Activity: Reproduce only the top of the records, down to and including the line containing "pub fn from_env()".
(Record set begins)
use std::time::Duration;

use cryptorank_util::{ConfigContext, ConfigError};

pub const DEFAULT_UPSTREAM_URL: &str = "https://api.coingecko.com/api/v3";

pub struct ApiConfig {
    pub host: String,
    pub port: u16,
    pub backlog: i32,
    pub upstream_url: String,
    pub cache_ttl: Duration,
    pub timeout: Duration,
}

impl ApiConfig {
    pub fn from_env() -> Result<ApiConfig, ConfigError> {
        ApiConfig::with_prefix("CRYPTORANK_API")
    }

    pub fn with_prefix(prefix: &str) -> Result<ApiConfig, ConfigError> {
        let config = ConfigContext::new(prefix);

        Ok(ApiConfig {
            host: config.var_or("HOST", "127.0.0.1"),
            port: config.port_or("PORT", 3000)?,
            backlog: 2048,
            upstream_url: config.var_or("UPSTREAM_URL", DEFAULT_UPSTREAM_URL),
            cache_ttl: config.duration_or("CACHE_TTL", Duration::from_secs(60)),
            timeout: config.duration_or("TIMEOUT", Duration::from_secs(15)),
        })
    }

    pub fn listen_address(&self) -> String {
        format!("{}:{}", self.host, self.port)
    }
}
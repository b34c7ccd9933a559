use std::io::{self, Stdout};

use crossterm::execute;
use crossterm::terminal::{disable_raw_mode, enable_raw_mode, EnterAlternateScreen, LeaveAlternateScreen};
use ratatui::{Frame, Terminal};
use ratatui::backend::CrosstermBackend;

/// Raw-mode alternate screen for the board. The terminal is restored when
/// this is dropped, including on early returns and panics that unwind.
pub struct TerminalSession {
    terminal: Terminal<CrosstermBackend<Stdout>>,
}

impl TerminalSession {
    pub fn enter() -> io::Result<TerminalSession> {
        enable_raw_mode()?;
        let mut stdout = io::stdout();
        execute!(stdout, EnterAlternateScreen)?;

        let mut terminal = Terminal::new(CrosstermBackend::new(stdout))?;
        terminal.clear()?;
        Ok(TerminalSession { terminal })
    }

    pub fn draw<F>(&mut self, render: F) -> io::Result<()>
    where
        F: FnOnce(&mut Frame),
    {
        self.terminal.draw(render).map(|_| ())
    }
}

impl Drop for TerminalSession {
    fn drop(&mut self) {
        if let Err(e) = disable_raw_mode() {
            error!("Failed to leave raw mode: {}", e);
        }
        execute!(io::stdout(), LeaveAlternateScreen).ok();
        self.terminal.show_cursor().ok();
    }
}
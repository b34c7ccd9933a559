use bigdecimal::{BigDecimal, Zero};

use cryptorank_data::RawMarketEntry;
use cryptorank_domain::{DisplayCoin, Snapshot, PAGE_SIZE};

/// Shapes one upstream entry for display. `position` is the 0-based index in
/// the upstream page and stands in for a missing market-cap rank.
pub fn to_display_coin(entry: &RawMarketEntry, position: usize) -> DisplayCoin {
    DisplayCoin {
        rank: entry.market_cap_rank.unwrap_or(position as u32 + 1),
        name: entry.name.clone(),
        symbol: entry.symbol.to_uppercase(),
        price: entry.current_price.clone(),
        change_24h: entry.price_change_percentage_24h.clone().unwrap_or_else(BigDecimal::zero),
        market_cap: entry.market_cap.clone(),
        volume: entry.total_volume.clone(),
        logo: entry.image.clone(),
    }
}

/// Keeps upstream order; never more than one page.
pub fn to_snapshot(entries: &[RawMarketEntry]) -> Snapshot {
    entries.iter()
        .take(PAGE_SIZE)
        .enumerate()
        .map(|(i, entry)| to_display_coin(entry, i))
        .collect()
}

#[cfg(test)]
pub(crate) mod tests {
    use super::*;
    use std::str::FromStr;

    pub fn raw_entry(symbol: &str, rank: Option<u32>, change: Option<&str>) -> RawMarketEntry {
        let rank = rank.map(|r| r.to_string()).unwrap_or_else(|| "null".into());
        let change = change.unwrap_or("null");
        let json = format!(
            r#"{{
                "id": "{0}-id",
                "symbol": "{0}",
                "name": "{0} coin",
                "image": "https://example.com/{0}.png",
                "current_price": 45000.5,
                "market_cap": 1500000000,
                "market_cap_rank": {1},
                "total_volume": 999,
                "price_change_percentage_24h": {2}
            }}"#,
            symbol, rank, change);

        serde_json::from_str(&json).unwrap()
    }

    #[test]
    fn missing_change_becomes_zero() {
        let coin = to_display_coin(&raw_entry("eth", Some(2), None), 1);
        assert_eq!(coin.change_24h, BigDecimal::zero());
    }

    #[test]
    fn present_change_is_copied() {
        let coin = to_display_coin(&raw_entry("eth", Some(2), Some("-3.456")), 1);
        assert_eq!(coin.change_24h, BigDecimal::from_str("-3.456").unwrap());
    }

    #[test]
    fn fields_are_copied_and_symbol_uppercased() {
        let coin = to_display_coin(&raw_entry("btc", Some(1), Some("1.5")), 0);
        assert_eq!(coin.rank, 1);
        assert_eq!(coin.symbol, "BTC");
        assert_eq!(coin.name, "btc coin");
        assert_eq!(coin.logo, "https://example.com/btc.png");
        assert_eq!(coin.price, BigDecimal::from_str("45000.5").unwrap());
        assert_eq!(coin.market_cap, BigDecimal::from(1_500_000_000u64));
        assert_eq!(coin.volume, BigDecimal::from(999));
    }

    #[test]
    fn missing_rank_falls_back_to_position() {
        let coin = to_display_coin(&raw_entry("new", None, None), 6);
        assert_eq!(coin.rank, 7);
    }

    #[test]
    fn snapshot_preserves_count_and_order() {
        let entries: Vec<_> = (1..=20)
            .map(|i| raw_entry(&format!("c{}", i), Some(i), None))
            .collect();

        let snapshot = to_snapshot(&entries);
        assert_eq!(snapshot.len(), 20);
        for (i, (coin, entry)) in snapshot.iter().zip(entries.iter()).enumerate() {
            assert_eq!(coin.rank as usize, i + 1);
            assert_eq!(coin.symbol, entry.symbol.to_uppercase());
        }
    }

    #[test]
    fn snapshot_never_exceeds_one_page() {
        let entries: Vec<_> = (1..=25)
            .map(|i| raw_entry("x", Some(i), None))
            .collect();
        assert_eq!(to_snapshot(&entries).len(), PAGE_SIZE);
    }
}
use serde::Serialize;
use serde_with::SerializeAs;
use serde_json::value::RawValue;

#[cfg(feature = "serde_deser_unquoted_bigdecimal")]
mod big_decimal_exact {
    use serde_with::{DeserializeAs, SerializeAs};
    use bigdecimal::BigDecimal;
    use serde::{Deserializer, Deserialize};
    use std::str::FromStr;

    /// Reads a bare JSON number into a `BigDecimal` without passing through `f64`.
    pub struct BigDecimalExact;

    impl<'de> DeserializeAs<'de, BigDecimal> for BigDecimalExact
    {
        fn deserialize_as<D>(deserializer: D) -> Result<BigDecimal, D::Error>
            where
                D: Deserializer<'de>,
        {
            <serde_json::Number as Deserialize<'de>>::deserialize(deserializer)
                .and_then(|s| BigDecimal::from_str(&s.to_string()).map_err(serde::de::Error::custom))
        }
    }

    /// Exact in both directions: parsed with [`BigDecimalExact`], written back as a
    /// bare JSON number with [`ToStringVerbatim`](super::ToStringVerbatim).
    pub struct JsonDecimal;

    impl<'de> DeserializeAs<'de, BigDecimal> for JsonDecimal {
        fn deserialize_as<D>(deserializer: D) -> Result<BigDecimal, D::Error>
            where
                D: Deserializer<'de>,
        {
            BigDecimalExact::deserialize_as(deserializer)
        }
    }

    impl SerializeAs<BigDecimal> for JsonDecimal {
        fn serialize_as<S>(source: &BigDecimal, serializer: S) -> Result<S::Ok, S::Error>
            where
                S: serde::Serializer,
        {
            super::ToStringVerbatim::serialize_as(source, serializer)
        }
    }
}

#[cfg(feature = "serde_deser_unquoted_bigdecimal")]
pub use big_decimal_exact::*;

/// Writes `T::to_string()` into the JSON output as-is, so decimals stay numbers.
pub struct ToStringVerbatim { }

impl<T> SerializeAs<T> for ToStringVerbatim
    where
        T: ToString,
{
    fn serialize_as<S>(source: &T, serializer: S) -> Result<S::Ok, S::Error>
        where
            S: serde::Serializer,
    {
        let raw_value = RawValue::from_string(source.to_string())
            .map_err(serde::ser::Error::custom)?;
        raw_value.serialize(serializer)
    }
}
(Record set ends)
Response below:
use std::time::Duration;

use cryptorank_util::{ConfigContext, ConfigError};

pub const DEFAULT_UPSTREAM_URL: &str = "https://api.coingecko.com/api/v3";

pub struct ApiConfig {
    pub host: String,
    pub port: u16,
    pub backlog: i32,
    pub upstream_url: String,
    pub cache_ttl: Duration,
    pub timeout: Duration,
}

impl ApiConfig {
    pub fn from_env() -> Result<ApiConfig, ConfigError> {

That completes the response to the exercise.